Meloy has diverse interests, and Eating Stone takes many side trips to meet a desert tortoise that lives in a friend’s backyard, read T.H. White, and visit a Hopi village, among others. Her sense of humour makes the book more readable. When describing a meditative walk along the river, pondering the meaning of life “in the usual existentialist coma”, Meloy wryly remarks that, “This kind of strolling reverie usually ends up with me walking face-first into a bush.” She also carries a stuffed toy bighorn with her on her treks.

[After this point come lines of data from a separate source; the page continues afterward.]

use std::fmt::Display;
use std::str::FromStr;

#[cfg(feature = "serde")]
use serde::{Deserialize, Serialize};

use super::formula::{Element, ElementalComposition};
use crate::feature::Polarity;
use crate::utils::{ELECTRON_MASS, PROTON};

/// The ionization modes lipid fragmentation rules are written for
#[derive(Debug, Clone, Copy, PartialEq, Eq, Hash, PartialOrd, Ord)]
#[cfg_attr(feature = "serde", derive(Serialize, Deserialize))]
pub enum IonizationType {
    NegativeHydrogen,
    PositiveHydrogen,
    Positive,
    Negative,
    Ammonium,
    Sodium,
    Formate,
    Acetate,
}

impl IonizationType {
    pub const ALL: [IonizationType; 8] = [
        Self::NegativeHydrogen,
        Self::PositiveHydrogen,
        Self::Positive,
        Self::Negative,
        Self::Ammonium,
        Self::Sodium,
        Self::Formate,
        Self::Acetate,
    ];

    pub const fn adduct_name(&self) -> &'static str {
        match self {
            Self::NegativeHydrogen => "[M-H]-",
            Self::PositiveHydrogen => "[M+H]+",
            Self::Positive => "[M]+",
            Self::Negative => "[M]-",
            Self::Ammonium => "[M+NH4]+",
            Self::Sodium => "[M+Na]+",
            Self::Formate => "[M+HCOO]-",
            Self::Acetate => "[M+CH3COO]-",
        }
    }

    pub const fn polarity(&self) -> Polarity {
        match self {
            Self::PositiveHydrogen | Self::Positive | Self::Ammonium | Self::Sodium => {
                Polarity::Positive
            }
            Self::NegativeHydrogen | Self::Negative | Self::Formate | Self::Acetate => {
                Polarity::Negative
            }
        }
    }

    pub const fn charge(&self) -> i32 {
        match self.polarity() {
            Polarity::Negative => -1,
            _ => 1,
        }
    }

    /// The atoms gained or lost together with the resulting charge
    pub fn adduct_composition(&self) -> ElementalComposition {
        use Element::*;
        let counts: &[(Element, i32)] = match self {
            Self::NegativeHydrogen => &[(H, -1)],
            Self::PositiveHydrogen => &[(H, 1)],
            Self::Positive | Self::Negative => &[],
            Self::Ammonium => &[(N, 1), (H, 4)],
            Self::Sodium => &[(Na, 1)],
            Self::Formate => &[(C, 1), (H, 1), (O, 2)],
            Self::Acetate => &[(C, 2), (H, 3), (O, 2)],
        };
        ElementalComposition::from_counts(counts).with_charge(self.charge())
    }

    /// The mass shift from the neutral molecule to the ion
    pub fn added_mass(&self) -> f64 {
        self.adduct_composition().monoisotopic_mass()
    }

    pub fn ionize(&self, neutral: &ElementalComposition) -> ElementalComposition {
        &neutral.neutral() + &self.adduct_composition()
    }

    /// Ionize a fragment by the bare charge of this ionization's polarity, adding
    /// or removing one electron.
    pub fn charge_only(polarity: Polarity) -> IonizationType {
        match polarity {
            Polarity::Negative => Self::Negative,
            _ => Self::Positive,
        }
    }
}

impl Display for IonizationType {
    fn fmt(&self, f: &mut std::fmt::Formatter<'_>) -> std::fmt::Result {
        f.write_str(self.adduct_name())
    }
}

impl FromStr for IonizationType {
    type Err = String;

    fn from_str(s: &str) -> Result<Self, Self::Err> {
        Self::ALL
            .iter()
            .find(|i| i.adduct_name() == s)
            .copied()
            .ok_or_else(|| format!("Unknown ionization {s}"))
    }
}

/// A general adduct for compound database candidates, described by its net mass
/// change, charge and the number of molecules it binds.
#[derive(Debug, Clone, PartialEq)]
#[cfg_attr(feature = "serde", derive(Serialize, Deserialize))]
pub struct IonType {
    pub name: String,
    pub mass_delta: f64,
    pub charge: i32,
    pub molecules: u32,
}

impl IonType {
    pub fn new<S: Into<String>>(name: S, mass_delta: f64, charge: i32, molecules: u32) -> Self {
        Self {
            name: name.into(),
            mass_delta,
            charge,
            molecules,
        }
    }

    /// A placeholder whose mass relationship is not known
    pub fn undefined() -> Self {
        Self::new("[M+?]", 0.0, 0, 1)
    }

    pub fn protonated() -> Self {
        Self::new("[M+H]+", PROTON, 1, 1)
    }

    pub fn deprotonated() -> Self {
        Self::new("[M-H]-", -PROTON, -1, 1)
    }

    pub fn sodiated() -> Self {
        Self::new("[M+Na]+", Element::Na.mass() - ELECTRON_MASS, 1, 1)
    }

    pub fn ammoniated() -> Self {
        Self::new("[M+NH4]+", IonizationType::Ammonium.added_mass(), 1, 1)
    }

    pub fn is_undefined(&self) -> bool {
        self.charge == 0 || self.molecules == 0 || self.name.contains('?')
    }

    pub fn mz(&self, neutral_mass: f64) -> f64 {
        (neutral_mass * self.molecules as f64 + self.mass_delta) / self.charge.abs() as f64
    }

    pub fn neutral_mass(&self, mz: f64) -> f64 {
        (mz * self.charge.abs() as f64 - self.mass_delta) / self.molecules as f64
    }

    pub fn polarity(&self) -> Polarity {
        match self.charge.signum() {
            1 => Polarity::Positive,
            -1 => Polarity::Negative,
            _ => Polarity::Unknown,
        }
    }
}

impl From<IonizationType> for IonType {
    fn from(value: IonizationType) -> Self {
        Self::new(value.adduct_name(), value.added_mass(), value.charge(), 1)
    }
}

impl Display for IonType {
    fn fmt(&self, f: &mut std::fmt::Formatter<'_>) -> std::fmt::Result {
        f.write_str(&self.name)
    }
}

Meloy describes the desert bighorns as “the locals”, a species that is intimately tied to a specific environment and place, not able to easily move to a different location or adapt to a changing, increasingly human-influenced, landscape. Individuals carry with them internal maps of the region where they live, maps that are passed down through generations. I think that to some extent, Eating Stone may also be a “local.” I think I could only fully understand this book if I walked through Meloy’s deserts myself, and perhaps even glimpsed the far-off shapes of desert bighorns clinging to a cliffside. Although some species may be familiar, the desert is a very different place from the rolling grasslands of my home. But without actually visiting the desert myself, I think Eating Stone may be as close as I can get for now to appreciating that harsh environment and the individuals (sheep, humans, and others) who live there.